All lines holding the word "Self" should be located in the records and copied.

╔══

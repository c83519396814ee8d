//! Error types for the stock tracker.

/// Top-level error type for stock tracking and notification delivery.
#[derive(Debug, thiserror::Error)]
pub enum StockError {
    /// Stock feed could not be fetched or its payload was malformed.
    #[error("fetch error: {0}")]
    Fetch(String),

    /// Unknown category, or an item outside the category's catalog.
    #[error("invalid item `{item}` in category `{category}`")]
    InvalidItem {
        /// Category name as supplied by the caller.
        category: String,
        /// Item name as supplied by the caller.
        item: String,
    },

    /// Caller is not allowed to perform an admin operation.
    #[error("access denied for subscriber {0}")]
    AccessDenied(String),

    /// Preference store read or write failure.
    #[error("persistence error: {0}")]
    Persistence(String),

    /// Configuration error.
    #[error("config error: {0}")]
    Config(String),

    /// I/O error.
    #[error("I/O error: {0}")]
    Io(#[from] std::io::Error),
}

impl StockError {
    /// Build an [`StockError::InvalidItem`] from borrowed parts.
    pub fn invalid_item(category: impl Into<String>, item: impl Into<String>) -> Self {
        Self::InvalidItem {
            category: category.into(),
            item: item.into(),
        }
    }
}

/// Convenience result type.
pub type Result<T> = std::result::Result<T, StockError>;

╚══

• _Solution to the problem_:
    pub fn invalid_item(category: impl Into<String>, item: impl Into<String>) -> Self {
        Self::InvalidItem {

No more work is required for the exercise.